本来なら基氏が恥ずかしがる必要などないのかもしれないけど、恥ずかしいものは恥ずかしい。
そんなことで風邪をひかれたら堪ったもんじゃない。
やっぱり兄はどこか抜けている。どうにも一番大事なところを理解してくれない。
どうして兄さんはああなのだろう。けして愚鈍ではなく幼稚でもないと基氏は思っている、けど。
けれどやっぱり兄さんは何かどうしようもなく分かっていないのだ。その様がイライラして仕方がない。

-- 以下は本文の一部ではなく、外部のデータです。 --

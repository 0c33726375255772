use actix_web::{http::header::HeaderMap, HttpRequest};

use crate::{
    constants::{
        AUTHORIZATION_HEADER_NAME, AUTHORIZATION_HEADER_VALUE_PREFIX, DEVICE_ID_HEADER_NAME,
        ID_REGEX, MAX_DEVICE_ID_LENGTH,
    },
    models::ApiError,
};

/// Extracts the bearer token from the authorization header.
///
/// Returns `None` unless there is exactly one Authorization header of the form
/// `Bearer <token>` with a non-empty token that contains no spaces.
pub fn bearer_token(headers: &HeaderMap) -> Option<String> {
    // Ensure there is exactly one Authorization header
    let values: Vec<_> = headers.get_all(AUTHORIZATION_HEADER_NAME).collect();
    if values.len() != 1 {
        return None;
    }

    let value = values[0].to_str().ok()?;
    let token = value.strip_prefix(AUTHORIZATION_HEADER_VALUE_PREFIX)?;
    if token.is_empty() || token.contains(' ') {
        return None;
    }
    Some(token.to_string())
}

pub fn require_bearer_token(req: &HttpRequest) -> Result<String, ApiError> {
    bearer_token(req.headers())
        .ok_or_else(|| ApiError::Unauthorized("Missing or malformed bearer token".to_string()))
}

/// The device id header, validated because it becomes part of a storage key.
pub fn device_id(req: &HttpRequest) -> Result<Option<String>, ApiError> {
    let Some(value) = req.headers().get(DEVICE_ID_HEADER_NAME) else {
        return Ok(None);
    };

    let device_id = value
        .to_str()
        .map_err(|_| invalid_device_id())?
        .trim();
    if device_id.is_empty()
        || device_id.len() > MAX_DEVICE_ID_LENGTH
        || !ID_REGEX.is_match(device_id)
    {
        return Err(invalid_device_id());
    }
    Ok(Some(device_id.to_string()))
}

pub fn require_device_id(req: &HttpRequest) -> Result<String, ApiError> {
    device_id(req)?.ok_or_else(|| {
        ApiError::BadRequest(format!("Missing {} header", DEVICE_ID_HEADER_NAME))
    })
}

fn invalid_device_id() -> ApiError {
    ApiError::BadRequest(format!(
        "{} must be 1-{} characters of letters, digits, '-' or '_'",
        DEVICE_ID_HEADER_NAME, MAX_DEVICE_ID_LENGTH
    ))
}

基氏は兄のそういうところが昔から嫌で嫌でたまらなくて、まさか大学生になってもそうだとは思わなかった。
本当にいい加減にしてほしい。
ずっとずっとそう思って、今日またその思いを新たにさせられたというわけだ。
ため息なんだか舌打ちなんだか分からない、ぐちゃぐちゃになった空気が雨に溶けた。

 

基氏は暫くその場から動きだすことができなかった。
その瞳は地面を這って、兄が座り込んでいた紫陽花の茂みの一帯に向けられている。
(…いい加減にしてよ。)
いい加減にして欲しかった。けど、いい加減にどうなって欲しいのか、答えられなかった。

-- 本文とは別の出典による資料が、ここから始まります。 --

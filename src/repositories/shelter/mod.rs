//! Shelter Repository Module
//!
//! Shelters are only created from the seed configuration and read when a new cat
//! record needs to be attributed.
//!
//! - [`InMemoryShelterRepository`]: Fast in-memory storage for testing/development
//! - [`RedisShelterRepository`]: Redis-backed storage for production environments
//!
mod shelter_in_memory;
mod shelter_redis;

pub use shelter_in_memory::*;
pub use shelter_redis::*;

use crate::models::{RepositoryError, Shelter};
use async_trait::async_trait;
#[cfg(test)]
use mockall::automock;
use redis::aio::ConnectionManager;
use std::sync::Arc;

#[cfg_attr(test, automock)]
#[async_trait]
pub trait ShelterRepository: Send + Sync {
    async fn create(&self, shelter: Shelter) -> Result<Shelter, RepositoryError>;

    /// Every shelter, earliest created first.
    async fn list_all(&self) -> Result<Vec<Shelter>, RepositoryError>;

    /// The earliest created shelter, if any exists.
    async fn first_shelter(&self) -> Result<Option<Shelter>, RepositoryError> {
        Ok(self.list_all().await?.into_iter().next())
    }

    async fn has_entries(&self) -> Result<bool, RepositoryError>;
}

pub(crate) fn sort_earliest_first(shelters: &mut [Shelter]) {
    shelters.sort_by(|a, b| {
        a.created_at
            .cmp(&b.created_at)
            .then_with(|| a.id.cmp(&b.id))
    });
}

/// Enum wrapper for different shelter repository implementations
#[derive(Debug, Clone)]
pub enum ShelterRepositoryStorage {
    InMemory(InMemoryShelterRepository),
    Redis(RedisShelterRepository),
}

impl ShelterRepositoryStorage {
    pub fn new_in_memory() -> Self {
        Self::InMemory(InMemoryShelterRepository::new())
    }
    pub fn new_redis(
        connection_manager: Arc<ConnectionManager>,
        key_prefix: String,
    ) -> Result<Self, RepositoryError> {
        Ok(Self::Redis(RedisShelterRepository::new(
            connection_manager,
            key_prefix,
        )?))
    }
}

#[async_trait]
impl ShelterRepository for ShelterRepositoryStorage {
    async fn create(&self, shelter: Shelter) -> Result<Shelter, RepositoryError> {
        match self {
            ShelterRepositoryStorage::InMemory(repo) => repo.create(shelter).await,
            ShelterRepositoryStorage::Redis(repo) => repo.create(shelter).await,
        }
    }

    async fn list_all(&self) -> Result<Vec<Shelter>, RepositoryError> {
        match self {
            ShelterRepositoryStorage::InMemory(repo) => repo.list_all().await,
            ShelterRepositoryStorage::Redis(repo) => repo.list_all().await,
        }
    }

    async fn has_entries(&self) -> Result<bool, RepositoryError> {
        match self {
            ShelterRepositoryStorage::InMemory(repo) => repo.has_entries().await,
            ShelterRepositoryStorage::Redis(repo) => repo.has_entries().await,
        }
    }
}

基氏は昔からずっとずっとずっと、兄のそういうところが嫌いだ。
自分の机の上に置かれた空っぽの虫かごを思い出して、乱暴に足元の泥を蹴り飛ばした。











基氏はお兄ちゃんが大好きなんだよきっとそうだそうなんだとか思ってたらいつのまにかこうry こんな感じの微妙な兄弟関係を中心とした南北朝現代パロ連作がやりたいと思っていた時期が私にもありました。そもそも現代パロにする意味はどこにあるのだ。